▸ **What the exercise asks**
Take the line that contains "assert_eq!(reading, calm_pond());" and every line after it in the material below, and quote them exactly.

▸ **Records provided**
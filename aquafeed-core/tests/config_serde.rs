//! Threshold and reading configuration through serde_json

#![cfg(feature = "serde")]

mod common;

use aquafeed_core::{environment_score, EnvironmentScorer, SensorReading, ThresholdSet};
use common::scenarios::{calm_pond, farm_thresholds, FARM_THRESHOLDS};

#[test]
fn threshold_set_round_trips() {
    let original = farm_thresholds();
    let json = serde_json::to_string(&original).unwrap();
    let parsed: ThresholdSet = serde_json::from_str(&json).unwrap();
    assert_eq!(parsed, original);
}

#[test]
fn site_config_loads_by_field_name() {
    let json = r#"{
        "do_min": 6.0, "do_crit_min": 5.0,
        "ph_min": 6.5, "ph_max": 8.5, "ph_crit_min": 6.0, "ph_crit_max": 9.0,
        "turb_max": 20.0, "turb_crit_max": 40.0,
        "ammo_max": 0.2, "ammo_crit_max": 0.5,
        "temp_min": 24.0, "temp_max": 31.0,
        "activity_min": 0.5
    }"#;

    let set: ThresholdSet = serde_json::from_str(json).unwrap();
    assert_eq!(set.to_array(), FARM_THRESHOLDS);

    let scorer = EnvironmentScorer::new(set.validated().unwrap());
    assert_eq!(
        scorer.score(&calm_pond()),
        environment_score(&calm_pond(), Some(&FARM_THRESHOLDS)),
    );
}

#[test]
fn incomplete_config_is_rejected() {
    let json = r#"{ "do_min": 6.0, "do_crit_min": 5.0 }"#;
    assert!(serde_json::from_str::<ThresholdSet>(json).is_err());
}

#[test]
fn reading_without_feeder_rate() {
    let json = r#"{
        "dissolved_oxygen_mgl": 6.5, "ph": 7.2, "turbidity_ntu": 10.0,
        "ammonia_mgl": 0.1, "temperature_c": 27.0, "fish_activity_index": 0.9
    }"#;

    let reading: SensorReading = serde_json::from_str(json).unwrap();
    assert_eq!(reading, calm_pond());
    assert_eq!(reading.feeding_rate_gmin, None);
}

▸ **Output**
    assert_eq!(reading, calm_pond());
    assert_eq!(reading.feeding_rate_gmin, None);
}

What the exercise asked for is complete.